─── Working data ───

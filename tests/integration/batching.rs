//! Splitting trip id lists into requests of at most 150 ids.

use wiremock::matchers::{method, path};
use wiremock::{Mock, Request, ResponseTemplate};

use abax_sdk::client::{batch_count, MAX_BATCH_SIZE};
use abax_sdk::ErrorKind;

use crate::common::{client, mock_api};

fn trip_ids(n: usize) -> Vec<String> {
    (0..n).map(|i| format!("trip-{i:04}")).collect()
}

fn requested_ids(request: &Request) -> Vec<String> {
    request
        .url
        .query_pairs()
        .filter(|(key, _)| key == "trip_ids")
        .map(|(_, id)| id.into_owned())
        .collect()
}

fn echo_expenses(request: &Request) -> ResponseTemplate {
    let items: Vec<_> = requested_ids(request)
        .into_iter()
        .map(|id| serde_json::json!({ "trip_id": id, "expense": { "parking": 10 }, "extra": {} }))
        .collect();
    ResponseTemplate::new(200).set_body_json(serde_json::json!({ "items": items }))
}

fn echo_odometer(request: &Request) -> ResponseTemplate {
    let items: Vec<_> = requested_ids(request)
        .into_iter()
        .map(|id| serde_json::json!({ "trip_id": id }))
        .collect();
    ResponseTemplate::new(200).set_body_json(serde_json::json!({ "items": items }))
}

#[tokio::test]
async fn request_count_matches_batch_count() {
    for len in [0usize, 1, 149, 150, 151, 300, 451] {
        let server = mock_api().await;
        let expected = batch_count(len, MAX_BATCH_SIZE);

        Mock::given(method("GET"))
            .and(path("/v1/trips/expense"))
            .respond_with(echo_expenses)
            .expect(expected as u64)
            .mount(&server)
            .await;

        let ids = trip_ids(len);
        let expenses = client(&server).list_trip_expenses(&ids).await.unwrap();

        let returned: Vec<_> = expenses.into_iter().map(|e| e.trip_id).collect();
        assert_eq!(returned, ids, "order for {len} ids");

        let requests = server.received_requests().await.unwrap();
        assert_eq!(requests.len(), expected, "requests for {len} ids");
        assert!(requests
            .iter()
            .all(|r| requested_ids(r).len() <= MAX_BATCH_SIZE));
    }
}

#[tokio::test]
async fn sequential_batches_are_contiguous_chunks() {
    let server = mock_api().await;

    Mock::given(method("GET"))
        .and(path("/v1/trips/odometerReadings"))
        .respond_with(echo_odometer)
        .expect(3)
        .mount(&server)
        .await;

    let ids = trip_ids(320);
    let values = client(&server)
        .get_odometer_values_of_trips(&ids)
        .await
        .unwrap();
    assert_eq!(values.len(), 320);

    let requests = server.received_requests().await.unwrap();
    let chunks: Vec<_> = requests.iter().map(requested_ids).collect();
    assert_eq!(chunks[0], ids[..150]);
    assert_eq!(chunks[1], ids[150..300]);
    assert_eq!(chunks[2], ids[300..]);
}

#[tokio::test]
async fn failing_batch_fails_the_whole_call() {
    let server = mock_api().await;

    Mock::given(method("GET"))
        .and(path("/v1/trips/expense"))
        .respond_with(echo_expenses)
        .up_to_n_times(1)
        .mount(&server)
        .await;

    Mock::given(method("GET"))
        .and(path("/v1/trips/expense"))
        .respond_with(ResponseTemplate::new(403))
        .mount(&server)
        .await;

    let err = client(&server)
        .list_trip_expenses(&trip_ids(400))
        .await
        .unwrap_err();

    assert!(matches!(err.kind, ErrorKind::RequestFailed { status: 403, .. }));
}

───

Exercise prompt → What lines above contain the string "wiremock"? Copy all of them.

Exercise response →
use wiremock::matchers::{method, path};
use wiremock::{Mock, Request, ResponseTemplate};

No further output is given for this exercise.